North Routt County, Colorado // Being alive is a lot like being an improper fraction. Here we are, these little gangly amalgams of atoms, molecules, cells--systems layered on each other in time and space. Automatons perpetuating themselves, only separated from the rest of the physical universe by our superficially unusual skill at self-replication. This much is objective. But somewhere in those systems, those layers, some cosmic accident gave us the ability to ignore all of that, to be subjective. We have the unique power of ignorance, of being unable to comprehend the whole of reality, of projecting our hopes and fears and imaginations onto the thematically blank canvas around us, to see not less but more than there is, more than the sum of physical parts, to experience beauty, to experience anything at all. We humans, nature's honor-roll idiots, faced with the whole 1 of creation, see 3/2. At least, in my opinion.

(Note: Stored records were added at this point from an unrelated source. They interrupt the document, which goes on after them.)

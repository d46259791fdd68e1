//! Error code definitions for parser diagnostics
//!
//! Error codes follow a naming convention: E{category}{number}
//! - E01xx: Lexical errors (invalid tokens)
//! - E02xx: Structural errors (braces, semicolons)
//! - E03xx: Declaration errors (types, members, parameters)
//! - E04xx: Expression errors
//! - E05xx: Statement errors
//! - E09xx: Generic/fallback errors

use std::fmt;

/// Error codes for parser diagnostics
#[derive(Debug, Clone, Copy, PartialEq, Eq, Hash)]
pub enum ErrorCode {
    // =========================================================================
    // E01xx: Lexical errors
    // =========================================================================
    /// Invalid or unexpected character in source
    E0101,

    // =========================================================================
    // E02xx: Structural errors
    // =========================================================================
    /// Missing semicolon
    E0201,
    /// Unclosed brace `{`
    E0202,
    /// Unclosed parenthesis `(`
    E0203,
    /// Unclosed bracket `[`
    E0204,

    // =========================================================================
    // E03xx: Declaration errors
    // =========================================================================
    /// Missing identifier/name
    E0301,
    /// Unexpected token in a type body
    E0302,
    /// Missing member body (neither `;`, `=>` nor `{`)
    E0303,
    /// Invalid parameter
    E0304,
    /// Missing type
    E0305,

    // =========================================================================
    // E04xx: Expression errors
    // =========================================================================
    /// Missing expression where expected
    E0401,
    /// Invalid argument in a call
    E0402,

    // =========================================================================
    // E05xx: Statement errors
    // =========================================================================
    /// Invalid statement
    E0501,
    /// Invalid switch label
    E0502,
    /// `try` without `catch` or `finally`
    E0503,

    // =========================================================================
    // E09xx: Generic/fallback errors
    // =========================================================================
    /// Unexpected token in current context
    E0901,
    /// Expected a specific token
    E0902,
}

impl ErrorCode {
    /// Get the string representation of the error code (e.g., "E0201")
    pub fn as_str(&self) -> &'static str {
        match self {
            Self::E0101 => "E0101",
            Self::E0201 => "E0201",
            Self::E0202 => "E0202",
            Self::E0203 => "E0203",
            Self::E0204 => "E0204",
            Self::E0301 => "E0301",
            Self::E0302 => "E0302",
            Self::E0303 => "E0303",
            Self::E0304 => "E0304",
            Self::E0305 => "E0305",
            Self::E0401 => "E0401",
            Self::E0402 => "E0402",
            Self::E0501 => "E0501",
            Self::E0502 => "E0502",
            Self::E0503 => "E0503",
            Self::E0901 => "E0901",
            Self::E0902 => "E0902",
        }
    }

    /// Get a short description of the error category
    pub fn category_description(&self) -> &'static str {
        match self {
            Self::E0101 => "lexical error",
            Self::E0201 | Self::E0202 | Self::E0203 | Self::E0204 => "structural error",
            Self::E0301 | Self::E0302 | Self::E0303 | Self::E0304 | Self::E0305 => {
                "declaration error"
            }
            Self::E0401 | Self::E0402 => "expression error",
            Self::E0501 | Self::E0502 | Self::E0503 => "statement error",
            Self::E0901 | Self::E0902 => "syntax error",
        }
    }

    /// Get the default message template for this error code
    pub fn default_message(&self) -> &'static str {
        match self {
            Self::E0101 => "invalid character",
            Self::E0201 => "missing semicolon",
            Self::E0202 => "unclosed brace",
            Self::E0203 => "unclosed parenthesis",
            Self::E0204 => "unclosed bracket",
            Self::E0301 => "missing identifier",
            Self::E0302 => "unexpected token in type body",
            Self::E0303 => "missing body",
            Self::E0304 => "invalid parameter",
            Self::E0305 => "missing type",
            Self::E0401 => "expected expression",
            Self::E0402 => "invalid argument",
            Self::E0501 => "invalid statement",
            Self::E0502 => "invalid switch label",
            Self::E0503 => "expected catch or finally",
            Self::E0901 => "unexpected token",
            Self::E0902 => "expected token",
        }
    }
}

impl fmt::Display for ErrorCode {
    fn fmt(&self, f: &mut fmt::Formatter<'_>) -> fmt::Result {
        write!(f, "{}", self.as_str())
    }
}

Willow Lakes, Eagles Nest Wilderness, Colorado // "Here, this, is It. The world as it is, is Heaven, I'm looking for a Heaven outside what there is, it's only this poor pitiful world that's Heaven. Ah, if I could realize, if I could forget myself and devote my meditations to the freeing, the awakening, and the blessedness of all living creatures everywhere I'd realize what there is, is ecstasy." From Jack Kerouac, The Dharma Bums.